Aya Gamal Mohey Eldeen est une poétesse égyptienne née en 1996. Ses écrits explorent les thèmes du corps, de la fragilité humaine et de l'exil. Elle est titulaire d'une maîtrise en droit et d'un diplôme en traduction juridique. Ses travaux ont été publiés dans Mada Masr, Raseef22 et Sard Adabi. Son premier recueil de poésie paraîtra en 2026.

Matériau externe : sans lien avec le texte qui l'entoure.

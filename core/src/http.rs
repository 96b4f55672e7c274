//! HTTP transport types for the host-does-IO pattern.
//!
//! # Design
//! Requests and responses are plain data. `GithubClient` builds
//! `HttpRequest` values and parses `HttpResponse` values; a `Transport`
//! performs the round-trip in between. Services take the transport as an
//! injected dependency, so tests swap in scripted fakes and production code
//! uses `UreqTransport`.
//!
//! A transport reports every status as data. Only failures that prevent a
//! response from existing at all (DNS, TLS, timeouts, broken bodies) become
//! `NetworkError::Connection`.

use std::future::Future;
use std::time::Duration;

use tracing::debug;

use crate::error::NetworkError;

/// HTTP method for a request. The GitHub endpoints consumed here are read-only.
#[derive(Debug, Clone, Copy, PartialEq, Eq)]
pub enum HttpMethod {
    Get,
}

impl HttpMethod {
    pub fn as_str(self) -> &'static str {
        match self {
            HttpMethod::Get => "GET",
        }
    }
}

/// An HTTP request described as plain data.
#[derive(Debug, Clone, PartialEq, Eq)]
pub struct HttpRequest {
    pub method: HttpMethod,
    pub url: String,
    pub headers: Vec<(String, String)>,
}

/// An HTTP response described as plain data. The body is raw bytes so the
/// same type carries JSON and avatar images.
#[derive(Debug, Clone, PartialEq, Eq)]
pub struct HttpResponse {
    pub status: u16,
    pub headers: Vec<(String, String)>,
    pub body: Vec<u8>,
}

impl HttpResponse {
    pub fn new(status: u16, body: impl Into<Vec<u8>>) -> Self {
        Self {
            status,
            headers: Vec::new(),
            body: body.into(),
        }
    }
}

/// Executes an `HttpRequest` and returns whatever the server answered.
pub trait Transport: Send + Sync {
    fn execute(
        &self,
        request: HttpRequest,
    ) -> impl Future<Output = Result<HttpResponse, NetworkError>> + Send;
}

/// Production transport backed by a `ureq` agent.
///
/// `ureq` is blocking, so each call runs on tokio's blocking pool. The agent
/// is configured to return 4xx/5xx responses as data and to give up after
/// a global timeout.
#[derive(Debug, Clone)]
pub struct UreqTransport {
    agent: ureq::Agent,
}

impl UreqTransport {
    pub fn new(timeout: Duration) -> Self {
        let agent = ureq::Agent::config_builder()
            .http_status_as_error(false)
            .timeout_global(Some(timeout))
            .build()
            .new_agent();
        Self { agent }
    }

    fn execute_blocking(agent: &ureq::Agent, request: HttpRequest) -> Result<HttpResponse, NetworkError> {
        let mut builder = match request.method {
            HttpMethod::Get => agent.get(request.url.as_str()),
        };
        for (name, value) in &request.headers {
            builder = builder.header(name.as_str(), value.as_str());
        }

        let mut response = builder
            .call()
            .map_err(|e| NetworkError::Connection(e.to_string()))?;

        let status = response.status().as_u16();
        let headers = response
            .headers()
            .iter()
            .filter_map(|(name, value)| {
                value
                    .to_str()
                    .ok()
                    .map(|value| (name.as_str().to_string(), value.to_string()))
            })
            .collect();
        let body = response
            .body_mut()
            .read_to_vec()
            .map_err(|e| NetworkError::Connection(e.to_string()))?;

        Ok(HttpResponse { status, headers, body })
    }
}

impl Transport for UreqTransport {
    async fn execute(&self, request: HttpRequest) -> Result<HttpResponse, NetworkError> {
        let agent = self.agent.clone();
        debug!(method = request.method.as_str(), url = %request.url, "executing request");
        tokio::task::spawn_blocking(move || Self::execute_blocking(&agent, request))
            .await
            .map_err(|e| NetworkError::Connection(e.to_string()))?
    }
}
//! Bookmarked followers persisted as a JSON file.
//!
//! # Design
//! The file is the only source of truth: every operation re-reads it, and
//! every mutation rewrites the whole list. Mutations hold an async mutex for
//! the full read-modify-write so two concurrent adds cannot lose each other.
//! Clones of a `BookmarkStore` share that mutex; open the store once and
//! clone the handle.
//!
//! Writes land in a sibling temp file, are flushed to disk and then renamed
//! over the target, so a crash mid-write leaves the previous list intact.
//!
//! The file holds a bare JSON array of `{"login", "avatar_url"}` objects with
//! no version field.

use std::collections::HashMap;
use std::io::{ErrorKind, Write};
use std::path::{Path, PathBuf};
use std::sync::{Arc, OnceLock, PoisonError, Weak};

use tempfile::NamedTempFile;
use tokio::fs;
use tokio::sync::Mutex;
use tracing::{debug, info};

use crate::config::Config;
use crate::error::{ConfigError, PersistenceError};
use crate::types::Follower;

pub const BOOKMARKS_FILE_NAME: &str = "bookmarked_users.json";

/// Mutation applied by `BookmarkStore::update`.
#[derive(Debug, Clone, Copy, PartialEq, Eq)]
pub enum BookmarkAction {
    Add,
    Remove,
}

#[derive(Debug, Clone)]
pub struct BookmarkStore {
    path: PathBuf,
    lock: Arc<Mutex<()>>,
}

impl BookmarkStore {
    /// Store bookmarks in `dir/bookmarked_users.json`. The directory is
    /// created on first write.
    pub fn new(dir: impl AsRef<Path>) -> Self {
        let path = dir.as_ref().join(BOOKMARKS_FILE_NAME);
        let lock = path_lock(&path);
        Self { path, lock }
    }

    pub fn from_config(config: &Config) -> Result<Self, ConfigError> {
        Ok(Self::new(config.document_dir()?))
    }

    pub fn path(&self) -> &Path {
        &self.path
    }

    /// All bookmarks in insertion order. A missing file is an empty list.
    pub async fn list(&self) -> Result<Vec<Follower>, PersistenceError> {
        let _guard = self.lock.lock().await;
        self.read().await
    }

    pub async fn contains(&self, login: &str) -> Result<bool, PersistenceError> {
        Ok(self.list().await?.iter().any(|b| b.login() == login))
    }

    /// Append `follower`. Fails with `BookmarkExists`, leaving the file
    /// untouched, when its login is already stored.
    pub async fn add(&self, follower: &Follower) -> Result<(), PersistenceError> {
        self.update(follower, BookmarkAction::Add).await
    }

    /// Remove the entry with `follower`'s login. Removing an absent bookmark
    /// succeeds without changing anything.
    pub async fn remove(&self, follower: &Follower) -> Result<(), PersistenceError> {
        self.update(follower, BookmarkAction::Remove).await
    }

    pub async fn update(&self, follower: &Follower, action: BookmarkAction) -> Result<(), PersistenceError> {
        let _guard = self.lock.lock().await;
        let mut bookmarks = self.read().await?;

        match action {
            BookmarkAction::Add => {
                if bookmarks.contains(follower) {
                    debug!(login = follower.login(), "bookmark already exists");
                    return Err(PersistenceError::BookmarkExists);
                }
                bookmarks.push(follower.clone());
            }
            BookmarkAction::Remove => {
                let before = bookmarks.len();
                bookmarks.retain(|b| b != follower);
                if bookmarks.len() == before {
                    debug!(login = follower.login(), "bookmark not present, nothing to remove");
                    return Ok(());
                }
            }
        }

        self.write(&bookmarks).await?;
        info!(login = follower.login(), ?action, total = bookmarks.len(), "bookmarks updated");
        Ok(())
    }

    async fn read(&self) -> Result<Vec<Follower>, PersistenceError> {
        let bytes = match fs::read(&self.path).await {
            Ok(bytes) => bytes,
            Err(e) if e.kind() == ErrorKind::NotFound => return Ok(Vec::new()),
            Err(e) => return Err(PersistenceError::Read(e)),
        };
        serde_json::from_slice(&bytes).map_err(|e| PersistenceError::Decode(e.to_string()))
    }

    async fn write(&self, bookmarks: &[Follower]) -> Result<(), PersistenceError> {
        let data =
            serde_json::to_vec_pretty(bookmarks).map_err(|e| PersistenceError::Encode(e.to_string()))?;

        let dir = match self.path.parent() {
            Some(dir) if !dir.as_os_str().is_empty() => dir.to_path_buf(),
            _ => PathBuf::from("."),
        };
        fs::create_dir_all(&dir).await.map_err(PersistenceError::Write)?;

        let path = self.path.clone();
        tokio::task::spawn_blocking(move || persist(&dir, &path, &data))
            .await
            .map_err(|e| PersistenceError::Write(std::io::Error::other(e)))?
            .map_err(PersistenceError::Write)
    }
}

/// The process-wide lock for `path`. Stores opened on the same path share
/// one lock for as long as any of them is alive.
fn path_lock(path: &Path) -> Arc<Mutex<()>> {
    static LOCKS: OnceLock<std::sync::Mutex<HashMap<PathBuf, Weak<Mutex<()>>>>> = OnceLock::new();

    let key = std::path::absolute(path).unwrap_or_else(|_| path.to_path_buf());
    let mut locks = LOCKS
        .get_or_init(Default::default)
        .lock()
        .unwrap_or_else(PoisonError::into_inner);
    locks.retain(|_, lock| lock.strong_count() > 0);
    if let Some(lock) = locks.get(&key).and_then(Weak::upgrade) {
        return lock;
    }
    let lock = Arc::new(Mutex::new(()));
    locks.insert(key, Arc::downgrade(&lock));
    lock
}

/// Write `data` to a fresh temp file in `dir`, sync it and rename it over
/// `path`. The temp file is removed if any step fails.
fn persist(dir: &Path, path: &Path, data: &[u8]) -> std::io::Result<()> {
    let mut tmp = NamedTempFile::new_in(dir)?;
    tmp.write_all(data)?;
    tmp.as_file().sync_all()?;
    tmp.persist(path).map_err(|e| e.error)?;
    Ok(())
}
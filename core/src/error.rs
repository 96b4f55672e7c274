//! Error types for the followers core.
//!
//! # Design
//! Network and persistence failures are separate enums so callers can tell
//! "the server said no" from "the bookmark file is broken" without string
//! matching. `InvalidResponse` keeps the raw status; presentation code
//! decides how to word it. `ConfigError` only surfaces at startup.

use std::io;

use thiserror::Error;

/// Errors from building requests, executing them or decoding responses.
#[derive(Debug, Clone, Error, PartialEq, Eq)]
pub enum NetworkError {
    /// The endpoint URL could not be constructed.
    #[error("invalid URL: {0}")]
    InvalidUrl(String),

    /// The transport failed before a response was received.
    #[error("connection failed: {0}")]
    Connection(String),

    /// The server answered with a status other than 200.
    #[error("unexpected HTTP status {0}")]
    InvalidResponse(u16),

    /// The server answered 200 with no body.
    #[error("response body was empty")]
    EmptyBody,

    /// The body did not match the expected schema or image format.
    #[error("failed to decode response: {0}")]
    Decode(String),
}

/// Errors from reading or writing the bookmark file.
#[derive(Debug, Error)]
pub enum PersistenceError {
    #[error("failed to encode bookmarks: {0}")]
    Encode(String),

    #[error("failed to write bookmarks file")]
    Write(#[source] io::Error),

    /// Reading failed for a reason other than the file being absent.
    #[error("failed to read bookmarks file")]
    Read(#[source] io::Error),

    /// The file exists but is not a valid bookmark list.
    #[error("failed to decode bookmarks file: {0}")]
    Decode(String),

    #[error("user is already bookmarked")]
    BookmarkExists,
}

/// Errors detected while assembling configuration at startup.
#[derive(Debug, Error, PartialEq, Eq)]
pub enum ConfigError {
    #[error("no writable document directory could be resolved")]
    NoDocumentDirectory,

    #[error("invalid value for {key}: {value:?}")]
    InvalidValue { key: &'static str, value: String },
}
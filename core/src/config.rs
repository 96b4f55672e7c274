//! Runtime configuration for the followers core.
//!
//! Defaults match the public GitHub API. Every field can be overridden from
//! `GHFOLLOWERS_*` environment variables, or deserialized from any serde
//! format the host application already uses for its settings.

use std::num::NonZeroUsize;
use std::path::PathBuf;
use std::time::Duration;

use serde::Deserialize;
use url::Url;

use crate::client::{DEFAULT_BASE_URL, DEFAULT_PER_PAGE, DEFAULT_USER_AGENT};
use crate::error::ConfigError;

/// Directory created under the platform data directory when no explicit
/// document directory is configured.
pub const APP_DIR_NAME: &str = "ghfollowers";

/// GitHub caps `per_page` at 100.
pub const MAX_PER_PAGE: u32 = 100;

#[derive(Debug, Clone, Deserialize, PartialEq, Eq)]
#[serde(default)]
pub struct Config {
    pub base_url: String,
    pub per_page: u32,
    pub request_timeout_secs: u64,
    /// `None` keeps every avatar for the lifetime of the process.
    pub image_cache_capacity: Option<NonZeroUsize>,
    pub document_dir: Option<PathBuf>,
    pub user_agent: String,
}

impl Default for Config {
    fn default() -> Self {
        Self {
            base_url: DEFAULT_BASE_URL.to_string(),
            per_page: DEFAULT_PER_PAGE,
            request_timeout_secs: 30,
            image_cache_capacity: None,
            document_dir: None,
            user_agent: DEFAULT_USER_AGENT.to_string(),
        }
    }
}

impl Config {
    /// Defaults overridden by `GHFOLLOWERS_*` environment variables.
    pub fn from_env() -> Result<Self, ConfigError> {
        Self::from_lookup(|key| std::env::var(key).ok())
    }

    /// Defaults overridden by whatever `lookup` returns for each
    /// `GHFOLLOWERS_*` key.
    pub fn from_lookup(lookup: impl Fn(&str) -> Option<String>) -> Result<Self, ConfigError> {
        let mut config = Config::default();

        if let Some(value) = lookup("GHFOLLOWERS_BASE_URL") {
            config.base_url = value;
        }
        if let Some(value) = lookup("GHFOLLOWERS_PER_PAGE") {
            config.per_page = parse_number("GHFOLLOWERS_PER_PAGE", &value)?;
        }
        if let Some(value) = lookup("GHFOLLOWERS_TIMEOUT_SECS") {
            config.request_timeout_secs = parse_number("GHFOLLOWERS_TIMEOUT_SECS", &value)?;
        }
        if let Some(value) = lookup("GHFOLLOWERS_IMAGE_CACHE_CAPACITY") {
            let capacity: usize = parse_number("GHFOLLOWERS_IMAGE_CACHE_CAPACITY", &value)?;
            config.image_cache_capacity = NonZeroUsize::new(capacity);
        }
        if let Some(value) = lookup("GHFOLLOWERS_DOCUMENT_DIR") {
            config.document_dir = Some(PathBuf::from(value));
        }
        if let Some(value) = lookup("GHFOLLOWERS_USER_AGENT") {
            config.user_agent = value;
        }

        config.validate()?;
        Ok(config)
    }

    pub fn validate(&self) -> Result<(), ConfigError> {
        match Url::parse(&self.base_url) {
            Ok(url) if !url.cannot_be_a_base() => {}
            _ => return Err(invalid("base_url", &self.base_url)),
        }
        if self.per_page == 0 || self.per_page > MAX_PER_PAGE {
            return Err(invalid("per_page", self.per_page));
        }
        if self.request_timeout_secs == 0 {
            return Err(invalid("request_timeout_secs", self.request_timeout_secs));
        }
        if self.user_agent.trim().is_empty() {
            return Err(invalid("user_agent", &self.user_agent));
        }
        Ok(())
    }

    pub fn request_timeout(&self) -> Duration {
        Duration::from_secs(self.request_timeout_secs)
    }

    /// Where the bookmark file lives: the explicit `document_dir`, else
    /// `<platform data dir>/ghfollowers`.
    pub fn document_dir(&self) -> Result<PathBuf, ConfigError> {
        match &self.document_dir {
            Some(dir) => Ok(dir.clone()),
            None => dirs::data_dir()
                .map(|dir| dir.join(APP_DIR_NAME))
                .ok_or(ConfigError::NoDocumentDirectory),
        }
    }
}

fn parse_number<N: std::str::FromStr>(key: &'static str, value: &str) -> Result<N, ConfigError> {
    value.trim().parse().map_err(|_| invalid(key, value))
}

fn invalid(key: &'static str, value: impl ToString) -> ConfigError {
    ConfigError::InvalidValue {
        key,
        value: value.to_string(),
    }
}
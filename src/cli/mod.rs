//! Command-line interface for the preferences host and process.
//!
//! `par-term-prefs` is the host: it owns the settings store and launches the
//! preferences process over the bridge. `par-term-preferences` is the
//! preferences process; it runs one settings command, either against the
//! bridge (`--bus-fd`) or against the store directly.

use clap::{Parser, Subcommand};
use std::path::PathBuf;

/// Log level argument for CLI
#[derive(Debug, Clone, Copy, PartialEq, Eq, clap::ValueEnum)]
pub enum LogLevelArg {
    Off,
    Error,
    Warn,
    Info,
    Debug,
    Trace,
}

impl LogLevelArg {
    /// Convert to `log::LevelFilter`
    pub fn to_level_filter(self) -> log::LevelFilter {
        match self {
            LogLevelArg::Off => log::LevelFilter::Off,
            LogLevelArg::Error => log::LevelFilter::Error,
            LogLevelArg::Warn => log::LevelFilter::Warn,
            LogLevelArg::Info => log::LevelFilter::Info,
            LogLevelArg::Debug => log::LevelFilter::Debug,
            LogLevelArg::Trace => log::LevelFilter::Trace,
        }
    }
}

/// par-term-prefs - run the par-term preferences process against the
/// canonical settings store
#[derive(Parser, Debug)]
#[command(name = "par-term-prefs")]
#[command(author, version, about, long_about = None)]
pub struct HostCli {
    /// Set debug log level (overrides RUST_LOG)
    #[arg(long, value_enum, value_name = "LEVEL")]
    pub log_level: Option<LogLevelArg>,

    /// Bridge configuration file (default: ~/.config/par-term/settings-bridge.yaml)
    #[arg(long, value_name = "PATH")]
    pub config: Option<PathBuf>,

    /// Launch the preferences process without the bridge; it opens the
    /// store itself
    #[arg(long)]
    pub standalone: bool,

    /// Arguments passed through to the preferences process
    #[arg(last = true, value_name = "ARGS")]
    pub args: Vec<String>,
}

/// par-term-preferences - read and change par-term settings
#[derive(Parser, Debug)]
#[command(name = "par-term-preferences")]
#[command(author, version, about, long_about = None)]
pub struct PreferencesCli {
    /// Descriptor of the settings bridge inherited from the host
    #[arg(long, value_name = "FD")]
    pub bus_fd: Option<i32>,

    /// Set debug log level (overrides RUST_LOG)
    #[arg(long, value_enum, value_name = "LEVEL")]
    pub log_level: Option<LogLevelArg>,

    /// Bridge configuration file (default: ~/.config/par-term/settings-bridge.yaml)
    #[arg(long, value_name = "PATH")]
    pub config: Option<PathBuf>,

    #[command(subcommand)]
    pub command: PrefsCommand,
}

#[derive(Subcommand, Debug, Clone, PartialEq)]
pub enum PrefsCommand {
    /// Print the effective value of a key
    Get {
        /// Full key path, e.g. /org/par-term/theme
        key: String,
    },

    /// Set a key; the value is written in YAML syntax
    Set {
        key: String,
        /// New value, e.g. `dark`, `1.25`, `[80, 24]`
        value: String,
    },

    /// Reset a key to its default
    Reset { key: String },

    /// List every key of the schema at a directory
    List {
        #[arg(default_value = "/org/par-term/")]
        dir: String,
    },

    /// Erase every setting below a directory
    Erase { dir: String },

    /// Report whether a key is writable
    Writable { key: String },
}

impl PrefsCommand {
    /// Whether the command changes the store.
    pub fn is_mutating(&self) -> bool {
        matches!(
            self,
            PrefsCommand::Set { .. } | PrefsCommand::Reset { .. } | PrefsCommand::Erase { .. }
        )
    }
}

Tout ce qui était beau, faute d’un ventre à lui offrir,
s’est mué en poème… en cri… en amour.
— Forough Farrokhzad
Les yeux flairent au loin,
pressentent un destin, un loup.
Implorent une source de douceur,
se cabrent contre un homme venu d’ailleurs
ou une souris infecte.
Les yeux apprennent la saveur de la cachette,
se poudrent de poussière,
mêlent la nuit au jour :
l’aube les visite,
la lumière s’y verse,
goutte à goutte.
S’avance une main tendre,
veines à vif,
avec la glaise et le sang-de-gazelle :
elle extirpe une masse noire
qui pousse au creux du ventre.
Une mèche blanche
joue à disparaître, puis revient.
Les soupirs se déplient sur son ventre ;
des anneaux de blanc, en chaîne,
affluent dans l’opacité nocturne.
Elle lève les mains et dit :
— comme une sorte de marchandage ou de prière —
« Tranche-moi la tête et je t’offre mon sang,
je te donnerai des embryons et des amis d’élection,
des miches de pain et des goules,
une goutte de rosée et des anneaux.
Mon corps est offrande,
et mon âme, rachat.
Es-tu satisfait ?
T’ai-je satisfait? »
Elle implore :
donne-moi une enfance nouvelle,
des jours qui lavent les fautes,
et des mères qui suivent ma trace
lorsque je me perds dans les landes,
et que des mains m’ont tentée
(ces mains qui donnent et qui effacent,
qui savent et qui s’attendrissent)
Donne-moi la quiétude / la sécurité,
ma part de sommeil,
et le goût de cerise dans ma bouche qui ne s’efface pas.
Donne-moi des lettres qui ne se défont pas sous la langue,
et une langue qui reconnaît le goût des mets savoureux,
des paroles savoureuses et des baisers savoureux…
Elle étend ses jambes comme un tronc d’arbre,
se lève de son lit,
lourde et seule,
dans des chemises de nuit qu’aucune main n’a touchées
Sinon, ses mains douces.
Des chemises rouges,
jaunes, pourpres :
des chemises pour des femmes seules,
sans hommes pour les attendre…
Des femmes sans hommes,
qui se cherchent des mains
leur douceur, leur amour,
La tiédeur sur la peau.
Des femmes aux balcons
lancent leurs regards
dans l’azur,
pistent l’oiseau perdu,
la blancheur des nuées,
et l’ombre d’un homme
qui, une nuit, les a laissées
noyées d’amour et de manque,
de patience et d’abattement
avec la promesse des retrouvailles, l’espoir d’un rendez-vous…
et jamais il ne revint.
Des femmes qui comptent sur le hasard ou le destin,
souhaitent trébucher sur une poignée de terre
ou sur un corps vivant.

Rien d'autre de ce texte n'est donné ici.